A quota was set for each country corresponding to 15% of its trade with the other countries in the Union. Credit and debit balances could not exceed the respective quotas. The system therefore set a limit on the accumulation of debts or deficits with the clearing centre, and provided debtors with an incentive to converge towards equilibrium with their trading partners. The EPU also exerted strong pressure on creditor countries which, like Germany and Holland today, failed to raise imports and cut their surpluses.

The result was an extraordinary, export-driven expansion in production, in Germany and Italy in particular, and the liberalisation of trade not only within the EU, but also well beyond. But what was most extraordinary was that this expansion of trade came along with rising employment and welfare in each partner country: the EPU was a part of a superstructure that provided countries with more autonomy to foster an economy led by domestic demand.

A new European Clearing Union

A modern version of this system could be created today. Better still: it could be introduced without changing the EU treaties. It simply requires enforcing the existing rules and reinterpreting the existing monetary infrastructures.

In the Eurozone there is already a clearing house for the precise purpose of optimizing the management of payments. TARGET 2 (the Trans-European Automated Real-time Gross settlement Express Transfer) is a system that is used today to settle cross-border payments individually.

Within this system Germany, together with other surplus countries like the Netherlands, has built up substantial credits and has the highest positive settlement balance. Correspondingly, Portugal, Spain, Greece, Ireland and Italy have built up substantial debits, and therefore have negative settlement balances. These reflect the cumulative balance of payments imbalances between northern and southern Europe that were formerly financed by capital flows from the centre to the periphery, but which have since reverted in the wake of the Great Financial Crisis.

This accounting gimmick has played a crucial role in saving the system of the single currency. While not solving the problem of large interest rate spreads, the accumulation of positive and negative balances within TARGET2 has prevented the financial turmoil that resulted from the sudden stop of capital movements after the sovereign debt crisis from turning into a currency crisis.

Our proposal is to open a section of TARGET2 – call it ‘T2trade’ – designed to function, like the EPU, as a source of funding for temporary current account disequilibria, without having to rely on short-term capital movements. The result would be a new ‘European Clearing Union’. For this to work, four measures would have to be adopted:

1. Credit would have to be restricted in ‘T2trade’ solely to commercial transactions between European countries and to tourism. The idea of restricting certain facilities of the European Central Bank (ECB) to specific kinds of economic transactions is not new. It was introduced with the Targeted Longer-Term Refinancing Operations (TLTRO).

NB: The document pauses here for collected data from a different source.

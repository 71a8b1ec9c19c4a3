//! Error types for the sqcodec crate.

use std::fmt;

/// Errors that can occur during encoding, decoding, or WAV I/O.
#[derive(Debug, Clone, PartialEq, Eq)]
pub enum SqError {
    /// Invalid processor configuration (block size, overlap).
    InvalidConfig(String),
    /// Frame has the wrong number of channels for the operation.
    ChannelMismatch { expected: usize, actual: usize },
    /// Channel lengths or sample counts are inconsistent.
    ShapeMismatch(String),
    /// Unrecognized or unsupported WAV structure.
    InvalidFormat(String),
    /// I/O error.
    IoError(String),
}

impl fmt::Display for SqError {
    fn fmt(&self, f: &mut fmt::Formatter<'_>) -> fmt::Result {
        match self {
            SqError::InvalidConfig(msg) => write!(f, "invalid configuration: {}", msg),
            SqError::ChannelMismatch { expected, actual } => {
                write!(f, "expected {} channels, got {}", expected, actual)
            }
            SqError::ShapeMismatch(msg) => write!(f, "inconsistent frame shape: {}", msg),
            SqError::InvalidFormat(msg) => write!(f, "invalid format: {}", msg),
            SqError::IoError(msg) => write!(f, "I/O error: {}", msg),
        }
    }
}

impl std::error::Error for SqError {}

impl From<std::io::Error> for SqError {
    fn from(err: std::io::Error) -> Self {
        SqError::IoError(err.to_string())
    }
}
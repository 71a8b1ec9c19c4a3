//! The SQ matrix stage: encoder, decoder, configuration, and the optional
//! gain-steering post-filter.

pub mod decoder;
pub mod encoder;
pub mod params;
pub mod steering;

pub use decoder::SqDecoder;
pub use encoder::SqEncoder;
pub use params::{MatrixParams, MATRIX_COEFF};
pub use steering::{LogicSteering, SteeringParams};
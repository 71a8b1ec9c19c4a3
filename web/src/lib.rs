use sqcodec::{AudioFrame, MatrixParams, SqDecoder, SqEncoder};
use wasm_bindgen::prelude::*;

/// WASM wrapper around the SQ decoder for in-browser demo playback.
#[wasm_bindgen]
pub struct SqDecoderNode {
    decoder: SqDecoder,
    sample_rate: u32,
    params: MatrixParams,
}

#[wasm_bindgen]
impl SqDecoderNode {
    /// Create a decoder node.
    ///
    /// - `sample_rate`: audio sample rate (e.g. 44100)
    /// - `block_size`: FFT block size, power of two (e.g. 1024)
    /// - `overlap`: block overlap (e.g. 512)
    /// - `logic`: enable the gain-steering post-filter
    #[wasm_bindgen(constructor)]
    pub fn new(
        sample_rate: u32,
        block_size: usize,
        overlap: usize,
        logic: bool,
    ) -> Result<SqDecoderNode, JsValue> {
        let params = MatrixParams::new()
            .with_block_size(block_size)
            .with_overlap(overlap)
            .with_logic_steering(logic);
        let decoder = SqDecoder::new(&params).map_err(|e| JsValue::from_str(&e.to_string()))?;
        Ok(Self {
            decoder,
            sample_rate,
            params,
        })
    }

    /// Decode one LT/RT buffer pair into four planar channels, returned
    /// concatenated: [LF..., RF..., LB..., RB...], each `lt.len()` long.
    pub fn decode(&self, lt: &[f64], rt: &[f64]) -> Result<Vec<f64>, JsValue> {
        let n = lt.len().min(rt.len());
        let frame = AudioFrame::new(
            self.sample_rate,
            vec![lt[..n].to_vec(), rt[..n].to_vec()],
            n,
        )
        .map_err(|e| JsValue::from_str(&e.to_string()))?;

        let decoded = self
            .decoder
            .process(&frame)
            .map_err(|e| JsValue::from_str(&e.to_string()))?;

        let mut out = Vec::with_capacity(4 * n);
        for ch in 0..4 {
            out.extend_from_slice(decoded.channel(ch));
        }
        Ok(out)
    }

    /// Total processing delay of a full encode-decode chain in samples.
    pub fn codec_latency(&self) -> usize {
        self.params.codec_latency()
    }

    /// Forward shift of decoded output relative to the encoder input.
    pub fn round_trip_shift(&self) -> usize {
        self.params.round_trip_shift()
    }
}

/// Encode four planar channels into an SQ stereo pair, returned
/// concatenated: [LT..., RT...].
#[wasm_bindgen]
pub fn encode_quad(
    sample_rate: u32,
    block_size: usize,
    overlap: usize,
    lf: &[f64],
    rf: &[f64],
    lb: &[f64],
    rb: &[f64],
) -> Result<Vec<f64>, JsValue> {
    let params = MatrixParams::new()
        .with_block_size(block_size)
        .with_overlap(overlap);
    let encoder = SqEncoder::new(&params).map_err(|e| JsValue::from_str(&e.to_string()))?;

    let n = lf.len().min(rf.len()).min(lb.len()).min(rb.len());
    let frame = AudioFrame::new(
        sample_rate,
        vec![
            lf[..n].to_vec(),
            rf[..n].to_vec(),
            lb[..n].to_vec(),
            rb[..n].to_vec(),
        ],
        n,
    )
    .map_err(|e| JsValue::from_str(&e.to_string()))?;

    let stereo = encoder
        .process(&frame)
        .map_err(|e| JsValue::from_str(&e.to_string()))?;

    let mut out = Vec::with_capacity(2 * n);
    out.extend_from_slice(stereo.channel(0));
    out.extend_from_slice(stereo.channel(1));
    Ok(out)
}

2. There would have to be a limit on the possibility of accumulating positive or negative balances, commensurate with each country’s volume of foreign trade. This principle is perfectly consistent with European rules, specifically under the Macroeconomic Imbalance Procedure (MIP).

3. Imbalances could be subjected to symmetrical charges. This option can, and we believe must, take on the form of a political proposal obliging all countries to face up to their responsibility in settling the imbalances insofar as they have enjoyed advantages in accumulating them. It would serve as a reminder to the creditor countries that they too have benefited from the single currency, thanks to the opportunity to export to the countries of southern Europe at a competitive real exchange rate. And it would serve to involve these countries in the adjustment process without having to appeal to their ‘kind heartedness’. Moreover, it would be consistent with what the ECB announced in summer 2014 when, after introducing negative interest rates on deposits, it stated that this should apply also to TARGET2 balances.

4. There should be the possibility of adjusting real, if not nominal, exchange rates, should imbalances prove persistent.

Conclusion

While there is scope to argue about the specific measures that would need to be adopted to make our proposed European Clearing Union work, it is critical that any mechanism is based on the following political and economic principle: solidarity between northern and southern European countries, and solidarity between sovereign debtors and creditors, in order to restore a common purpose to the European project. Solidarity not in a moral sense, but in an economic one – of shared responsibility for stability and symmetric distribution of the burden of readjustment.

If we are to restore stability within Europe, and if we are to defeat the authoritarian ambitions of extreme political forces, then restoring policy autonomy to democratic governments by managing capital mobility is essential. Economic forces cannot be detached from their entanglement with democratic, political institutions. The attempt to do so is dystopian, and has triggered the Polanyian counter-movements that are leading the people of European countries to search for protection from the predatory behaviour of self-regulating markets.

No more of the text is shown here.